The only crash of a Concorde airplane occurred on July 25, 2000, when Air France Flight 4590 went down in Gonesse, France, killing everyone on board. In total, 100 passengers and nine crew perished, along with four people on the ground. According to investigators, a titanium strip from a thrust reverser aboard another flight fell onto the runway before the Concorde took off. The left main tire was punctured and exploded, causing rubber to impact the fuel tank and an electrical cable. The fuel leak was ignited by the sparks. After the pilots shut down the engine, the landing gear could not be retracted, causing the airplane to roll left and lose control, ultimately hitting the Hotelissimo Hotel.
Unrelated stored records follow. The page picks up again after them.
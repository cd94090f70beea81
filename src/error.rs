//! Error types for `dsc-docs`
//!
//! Lookup misses, registry loading failures, and the validation findings
//! reported by `Registry::validate`, together with the CLI exit codes they
//! map to.

use std::fmt;
use std::path::PathBuf;
use thiserror::Error;

// ============================================================================
// Exit Codes
// ============================================================================

/// Exit codes for `dsc-docs` CLI operations.
///
/// These codes follow Unix conventions.
pub struct ExitCode;

impl ExitCode {
    /// Successful execution
    pub const SUCCESS: i32 = 0;

    /// General error (validation found errors)
    pub const ERROR: i32 = 1;

    /// Registry data could not be loaded or failed strict validation
    pub const CONFIG_ERROR: i32 = 2;

    /// Registry file exists but cannot be read (permission denied, not a file)
    pub const IO_ERROR: i32 = 3;

    /// Lookup miss (unknown category, slug, or identifier)
    pub const NOT_FOUND: i32 = 4;
}

// ============================================================================
// Top-Level Error
// ============================================================================

/// Top-level error type for `dsc-docs` operations.
///
/// Aggregates the domain errors and maps each of them to an exit code.
#[derive(Debug, Error)]
pub enum DocsError {
    /// Registry loading error
    #[error(transparent)]
    Config(#[from] ConfigError),

    /// Lookup miss
    #[error(transparent)]
    Lookup(#[from] LookupError),

    /// `validate` found error-severity issues
    #[error("{count} validation error(s) found")]
    ValidationFailed {
        /// Number of error-severity issues
        count: usize,
    },

    /// JSON serialization error
    #[error("JSON error: {0}")]
    Json(#[from] serde_json::Error),
}

impl DocsError {
    /// Returns the appropriate exit code for this error.
    #[must_use]
    pub const fn exit_code(&self) -> i32 {
        match self {
            Self::Config(ConfigError::Io { .. }) => ExitCode::IO_ERROR,
            Self::Config(_) => ExitCode::CONFIG_ERROR,
            Self::Lookup(_) => ExitCode::NOT_FOUND,
            Self::ValidationFailed { .. } | Self::Json(_) => ExitCode::ERROR,
        }
    }
}

// ============================================================================
// Lookup Errors
// ============================================================================

/// A registry lookup that found nothing.
///
/// Always recoverable: an unresolved slug means a broken external link and
/// callers are expected to render a "page not found" view for it.
#[derive(Debug, Clone, PartialEq, Eq, Error)]
pub enum LookupError {
    /// The category is not registered.
    #[error("unknown category '{category}'")]
    UnknownCategory {
        /// Requested category name
        category: String,
    },

    /// The slug is absent from the category's slug map.
    #[error("slug '{slug}' not found in category '{category}'{}", did_you_mean(.suggestion.as_deref()))]
    SlugNotFound {
        /// Category that was searched
        category: String,
        /// Requested slug
        slug: String,
        /// Closest known slug, if one is near enough
        suggestion: Option<String>,
    },

    /// The identifier has no title in the category.
    #[error("topic '{topic}' not found in category '{category}'")]
    TopicNotFound {
        /// Category that was searched
        category: String,
        /// Requested topic identifier
        topic: String,
    },
}

fn did_you_mean(suggestion: Option<&str>) -> String {
    suggestion.map_or_else(String::new, |s| format!(" (did you mean '{s}'?)"))
}

// ============================================================================
// Configuration Errors
// ============================================================================

/// Registry loading errors.
///
/// Any of these aborts initialization; a partially loaded registry is never
/// handed to consumers.
#[derive(Debug, Error)]
pub enum ConfigError {
    /// YAML parsing failed
    #[error("parse error in {path}: {message}")]
    ParseError {
        /// Path to the registry file
        path: PathBuf,
        /// Line number where the error occurred (if available)
        line: Option<usize>,
        /// Error message from the parser
        message: String,
    },

    /// Registry file not found
    #[error("file not found: {path}")]
    MissingFile {
        /// Path to the missing file
        path: PathBuf,
    },

    /// Registry file exists but could not be read
    #[error("cannot read {path}: {source}")]
    Io {
        /// Path to the unreadable file
        path: PathBuf,
        /// Underlying I/O error
        #[source]
        source: std::io::Error,
    },

    /// Registry file has no content
    #[error("registry file is empty: {path}")]
    Empty {
        /// Path to the empty file
        path: PathBuf,
    },

    /// Field has an invalid value
    #[error("invalid value for '{field}': got '{value}', expected {expected}")]
    InvalidValue {
        /// Name of the field with invalid value
        field: String,
        /// The actual value provided
        value: String,
        /// Description of what was expected
        expected: String,
    },

    /// Strict loading rejected data with error-severity issues
    #[error("validation failed for {path}: {} error(s)", .issues.len())]
    ValidationFailed {
        /// Path (or `<builtin>`) of the rejected data
        path: String,
        /// Error-severity issues that caused the rejection
        issues: Vec<ValidationIssue>,
    },
}

// ============================================================================
// Validation Types
// ============================================================================

/// What kind of integrity problem a `ValidationIssue` describes.
#[derive(Debug, Clone, PartialEq, Eq)]
pub enum IssueKind {
    /// Identifier is listed but has no display title.
    MissingTitle {
        /// The orphan identifier
        topic: String,
    },
    /// Display title is blank.
    EmptyTitle {
        /// Identifier with the blank title
        topic: String,
    },
    /// Title registered for an identifier that is not in the ordered list.
    UnlistedTitle {
        /// Identifier that only appears in the title map
        topic: String,
    },
    /// Slug points at an identifier that is not in the ordered list.
    DanglingSlug {
        /// The slug
        slug: String,
        /// Its unlisted target
        target: String,
    },
    /// Identifier listed more than once in the same category.
    DuplicateIdentifier {
        /// The repeated identifier
        topic: String,
        /// How many times it is listed
        occurrences: usize,
    },
    /// Slug key given more than once with different targets.
    InconsistentSlug {
        /// The slug
        slug: String,
        /// Every target given for it, in declaration order
        targets: Vec<String>,
    },
    /// Identifier given more than one distinct title.
    InconsistentTitle {
        /// The identifier
        topic: String,
        /// Every title given for it, in declaration order
        titles: Vec<String>,
    },
}

impl fmt::Display for IssueKind {
    fn fmt(&self, f: &mut fmt::Formatter<'_>) -> fmt::Result {
        match self {
            Self::MissingTitle { topic } => write!(f, "identifier '{topic}' has no display title"),
            Self::EmptyTitle { topic } => write!(f, "identifier '{topic}' has an empty title"),
            Self::UnlistedTitle { topic } => {
                write!(f, "title given for '{topic}', which is not in the ordered list")
            }
            Self::DanglingSlug { slug, target } => write!(
                f,
                "slug '{slug}' points to '{target}', which is not in the ordered list"
            ),
            Self::DuplicateIdentifier { topic, occurrences } => {
                write!(f, "identifier '{topic}' is listed {occurrences} times")
            }
            Self::InconsistentSlug { slug, targets } => write!(
                f,
                "slug '{slug}' maps to several identifiers ({}); the last one wins",
                targets.join(", ")
            ),
            Self::InconsistentTitle { topic, titles } => write!(
                f,
                "identifier '{topic}' has several titles ({}); the last one wins",
                titles.join(", ")
            ),
        }
    }
}

/// A single data-integrity finding from `Registry::validate`.
#[derive(Debug, Clone, PartialEq, Eq)]
pub struct ValidationIssue {
    /// Category the issue was found in
    pub category: String,
    /// What is wrong
    pub kind: IssueKind,
    /// Severity level of the issue
    pub severity: Severity,
}

impl fmt::Display for ValidationIssue {
    fn fmt(&self, f: &mut fmt::Formatter<'_>) -> fmt::Result {
        write!(f, "{}: {} in {}", self.severity, self.kind, self.category)
    }
}

/// Severity level for validation issues.
#[derive(Debug, Clone, Copy, PartialEq, Eq, PartialOrd, Ord)]
pub enum Severity {
    /// Potential issue; lookups still behave predictably
    Warning,
    /// Broken invariant; some lookup will fail or mislead
    Error,
}

impl fmt::Display for Severity {
    fn fmt(&self, f: &mut fmt::Formatter<'_>) -> fmt::Result {
        match self {
            Self::Error => f.write_str("error"),
            Self::Warning => f.write_str("warning"),
        }
    }
}

// ============================================================================
// Result Type Alias
// ============================================================================

/// Result type alias for `dsc-docs` operations.
pub type Result<T> = std::result::Result<T, DocsError>;

// ============================================================================
// Tests
// ============================================================================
Due to the airplane crash, additional safety features were installed aboard the Concorde. However, the decision was made in 2003 to permanently ground the fleet. During its run, many attempts at speed records were made with the Concorde. The fastest flight of the aircraft occurred between Miami and London, lasting only 3 hours and 47 minutes at Mach 2.02 or 1,330 miles per hour (2,140 km/h) at 60,000 feet (18,300 m).